A Bíblia Diz Que o Diabo Corrompeu 1/3 dos Anjos de Deus?

A questão aqui não é falar acerca da realidade dos anjos e demônios, mas se uma perspectiva relacionada a eles pode ser biblicamente válida.

Esta crença tradicionalmente se baseia em uma interpretação tendenciosa de Apocalípse 12. Na verdade a Bíblia não diz que 1/3 dos anjos se rebelou contra Deus, nem que o diabo foi o principal responsável pela "queda angélica". O autor nos apresenta uma visão onde um dragão arrasta 1/3 das estrelas e as lança na Terra. Ele identifica o dragão como o diabo, mas nada diz acerca das estrelas. A única referência que o texto faz aos "anjos do diabo" se encontra nos versículos 7, 8 e 9, mas em um contexto bem diferente. Nota-se também que o texto não se refere à um momento anterior ao pecado humano.

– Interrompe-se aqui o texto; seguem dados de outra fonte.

#[derive(Default)]
pub struct ForecastEngine;

impl ForecastEngine {
    #[must_use]
    pub fn new() -> Self {
        Self
    }

    /// Pure forecast over an already-built series; no graph access.
    #[must_use]
    pub fn forecast(&self, points: &[TimeSeriesPoint], options: &ForecastOptions) -> ForecastResult {
        let x = day_offsets(points);
        let y = costs(points);

        if y.len() < options.min_data_points {
            return below_threshold(&y, options);
        }

        let (method, holdout_mape) = select_method(&x, &y);
        let generated_points = generate_points(&x, &y, method, options);
        let seasonality = seasonality_report(&y);
        let summary = base_summary(&y, options.forecast_days);

        ForecastResult { method, points: generated_points, holdout_mape, seasonality, summary }
    }

    /// Reads snapshots and current node state from `storage` to produce a
    /// forecast whose summary is enriched with per-provider,
    /// per-resource-type, and top-cost-driver breakdowns (`spec.md` §4.5).
    pub async fn forecast_for_graph(
        &self,
        storage: &dyn Storage,
        snapshot_query: SnapshotQuery,
        node_filter: Option<&NodeFilter>,
        options: &ForecastOptions,
    ) -> Result<ForecastResult> {
        let snapshots = storage.list_snapshots(snapshot_query).await?;
        let series = build_series(snapshots, options.provider);
        let mut result = self.forecast(&series, options);

        let default_filter = NodeFilter::new();
        let filter = node_filter.unwrap_or(&default_filter);
        let nodes = storage.query_nodes(filter).await?;
        enrich_with_graph_state(&mut result.summary, &nodes);

        tracing::debug!(method = ?result.method, holdout_mape = result.holdout_mape, "forecast computed");
        Ok(result)
    }
}

fn below_threshold(y: &[f64], options: &ForecastOptions) -> ForecastResult {
    let last = y.last().copied().unwrap_or(0.0);
    let points = (1..=options.forecast_days)
        .map(|day| ForecastPoint { day, predicted: last, lower_bound: last.max(0.0), upper_bound: last, confidence: 0.0 })
        .collect();
    ForecastResult {
        method: ForecastMethod::LinearRegression,
        points,
        holdout_mape: f64::INFINITY,
        seasonality: None,
        summary: base_summary(y, options.forecast_days),
    }
}

struct Candidate {
    method: ForecastMethod,
    test_forecast: Vec<f64>,
    test_mape: f64,
}

fn select_method(x: &[f64], y: &[f64]) -> (ForecastMethod, f64) {
    let test_len = y.len() / 5;
    if test_len == 0 {
        return (ForecastMethod::LinearRegression, f64::INFINITY);
    }
    let train_len = y.len() - test_len;
    let (train_x, test_x) = x.split_at(train_len);
    let (train_y, test_y) = y.split_at(train_len);

    let mut candidates = Vec::new();

    let lr = regression::fit(train_x, train_y);
    let lr_forecast: Vec<f64> = test_x.iter().map(|&xi| lr.predict(xi)).collect();
    candidates.push(Candidate { method: ForecastMethod::LinearRegression, test_mape: mape::mape(test_y, &lr_forecast), test_forecast: lr_forecast });

    let ewma_model = ewma::fit(train_y);
    let ewma_forecast: Vec<f64> = (1..=test_len).map(|h| ewma_model.predict(h)).collect();
    candidates.push(Candidate { method: ForecastMethod::Ewma, test_mape: mape::mape(test_y, &ewma_forecast), test_forecast: ewma_forecast });

    if train_len >= HOLT_MIN_TRAIN {
        let holt_model = holt::fit(train_y);
        let holt_forecast: Vec<f64> = (1..=test_len).map(|h| holt_model.predict(h)).collect();
        candidates.push(Candidate { method: ForecastMethod::HoltLinear, test_mape: mape::mape(test_y, &holt_forecast), test_forecast: holt_forecast });
    }

    if train_len >= HW_MIN_TRAIN {
        if let Some(hw_model) = holt_winters::fit(train_y, SEASONAL_PERIOD) {
            let hw_forecast: Vec<f64> = (1..=test_len).map(|h| hw_model.predict(h)).collect();
            candidates.push(Candidate { method: ForecastMethod::HoltWinters, test_mape: mape::mape(test_y, &hw_forecast), test_forecast: hw_forecast });
        }
    }

    let component_mapes: Vec<f64> = candidates.iter().map(|c| c.test_mape).collect();
    let ensemble_weights = ensemble::weights(&component_mapes);
    let component_forecasts: Vec<Vec<f64>> = candidates.iter().map(|c| c.test_forecast.clone()).collect();
    let ensemble_forecast = ensemble::weighted_forecast(&component_forecasts, &ensemble_weights);
    let ensemble_mape = mape::mape(test_y, &ensemble_forecast);

    let mut best_method = ForecastMethod::Ensemble;
    let mut best_mape = ensemble_mape;
    for candidate in &candidates {
        if candidate.test_mape < best_mape {
            best_mape = candidate.test_mape;
            best_method = candidate.method;
        }
    }

    (best_method, best_mape)
}

fn generate_points(x: &[f64], y: &[f64], method: ForecastMethod, options: &ForecastOptions) -> Vec<ForecastPoint> {
    let n = y.len() as f64;
    let z = z_score(options.confidence_level);
    let horizon = options.forecast_days as usize;
    let last_x = x.last().copied().unwrap_or(0.0);

    match method {
        ForecastMethod::Ensemble => {
            let lr = regression::fit(x, y);
            let ewma_model = ewma::fit(y);
            let holt_model = (y.len() >= HOLT_MIN_TRAIN).then(|| holt::fit(y));
            let hw_model = (y.len() >= HW_MIN_TRAIN).then(|| holt_winters::fit(y, SEASONAL_PERIOD)).flatten();

            let train_len = (y.len() * 4 / 5).max(1);
            let test_len = y.len() - train_len;
            let component_mapes = if test_len == 0 {
                vec![1.0]
            } else {
                let (train_x, test_x) = x.split_at(train_len);
                let (train_y, test_y) = y.split_at(train_len);
                let lr_holdout = regression::fit(train_x, train_y);
                let lr_test: Vec<f64> = test_x.iter().map(|&xi| lr_holdout.predict(xi)).collect();
                let mut mapes = vec![mape::mape(test_y, &lr_test)];

                let ewma_holdout = ewma::fit(train_y);
                let ewma_test: Vec<f64> = (1..=test_len).map(|h| ewma_holdout.predict(h)).collect();
                mapes.push(mape::mape(test_y, &ewma_test));

                if holt_model.is_some() && train_len >= HOLT_MIN_TRAIN {
                    let holt_holdout = holt::fit(train_y);
                    let holt_test: Vec<f64> = (1..=test_len).map(|h| holt_holdout.predict(h)).collect();
                    mapes.push(mape::mape(test_y, &holt_test));
                }
                if hw_model.is_some() && train_len >= HW_MIN_TRAIN {
                    if let Some(hw_holdout) = holt_winters::fit(train_y, SEASONAL_PERIOD) {
                        let hw_test: Vec<f64> = (1..=test_len).map(|h| hw_holdout.predict(h)).collect();
                        mapes.push(mape::mape(test_y, &hw_test));
                    }
                }
                mapes
            };
            let weights = ensemble::weights(&component_mapes);

            let sigmas: Vec<f64> = {
                let mut s = vec![lr.std_error];
                s.push(ewma_model.sigma);
                if let Some(h) = &holt_model {
                    s.push(h.rmse);
                }
                if let Some(hw) = &hw_model {
                    s.push(hw.rmse);
                }
                s
            };
            let weighted_sigma: f64 = weights.iter().zip(&sigmas).map(|(w, s)| w * s).sum();

            (1..=horizon)
                .map(|h| {
                    let mut components = vec![lr.predict(last_x + h as f64), ewma_model.predict(h)];
                    if let Some(m) = &holt_model {
                        components.push(m.predict(h));
                    }
                    if let Some(m) = &hw_model {
                        components.push(m.predict(h));
                    }
                    let predicted: f64 = weights.iter().zip(&components).map(|(w, v)| w * v).sum();
                    let spread = z * weighted_sigma * (1.0 + h as f64 / n).sqrt();
                    let confidence = linear_decay(h, horizon);
                    ForecastPoint {
                        day: h as u32,
                        predicted,
                        lower_bound: (predicted - spread).max(0.0),
                        upper_bound: predicted + spread,
                        confidence,
                    }
                })
                .collect()
        }
        ForecastMethod::LinearRegression => {
            let model = regression::fit(x, y);
            (1..=horizon)
                .map(|h| {
                    let target_x = last_x + h as f64;
                    let predicted = model.predict(target_x);
                    let spread = z * model.std_error * (1.0 + h as f64 / n).sqrt();
                    ForecastPoint {
                        day: h as u32,
                        predicted,
                        lower_bound: (predicted - spread).max(0.0),
                        upper_bound: predicted + spread,
                        confidence: 1.0,
                    }
                })
                .collect()
        }
        ForecastMethod::Ewma => {
            let model = ewma::fit(y);
            (1..=horizon)
                .map(|h| {
                    let predicted = model.predict(h);
                    let spread = z * model.interval_sigma(h);
                    ForecastPoint {
                        day: h as u32,
                        predicted,
                        lower_bound: (predicted - spread).max(0.0),
                        upper_bound: predicted + spread,
                        confidence: linear_decay(h, horizon),
                    }
                })
                .collect()
        }
        ForecastMethod::HoltLinear => {
            let model = holt::fit(y);
            (1..=horizon)
                .map(|h| {
                    let predicted = model.predict(h);
                    let spread = z * model.rmse * (1.0 + h as f64 / n).sqrt();
                    ForecastPoint {
                        day: h as u32,
                        predicted,
                        lower_bound: (predicted - spread).max(0.0),
                        upper_bound: predicted + spread,
                        confidence: linear_decay(h, horizon),
                    }
                })
                .collect()
        }
        ForecastMethod::HoltWinters => {
            let model = holt_winters::fit(y, SEASONAL_PERIOD).expect("selected after a successful fit");
            (1..=horizon)
                .map(|h| {
                    let predicted = model.predict(h);
                    let spread = z * model.rmse * (1.0 + h as f64 / n).sqrt();
                    ForecastPoint {
                        day: h as u32,
                        predicted,
                        lower_bound: (predicted - spread).max(0.0),
                        upper_bound: predicted + spread,
                        confidence: linear_decay(h, horizon),
                    }
                })
                .collect()
        }
    }
}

A fragilidade da argumentação está no fato de o texto ser tão vago que permite as mais variadas interpretações e que a teoria proposta somente faz sentido quando já partimos da pressuposição de que ela é verdadeira. Existem vários elementos que fazem esta leitura muito improvável e fica claro que é forçada por parte de seus defensores.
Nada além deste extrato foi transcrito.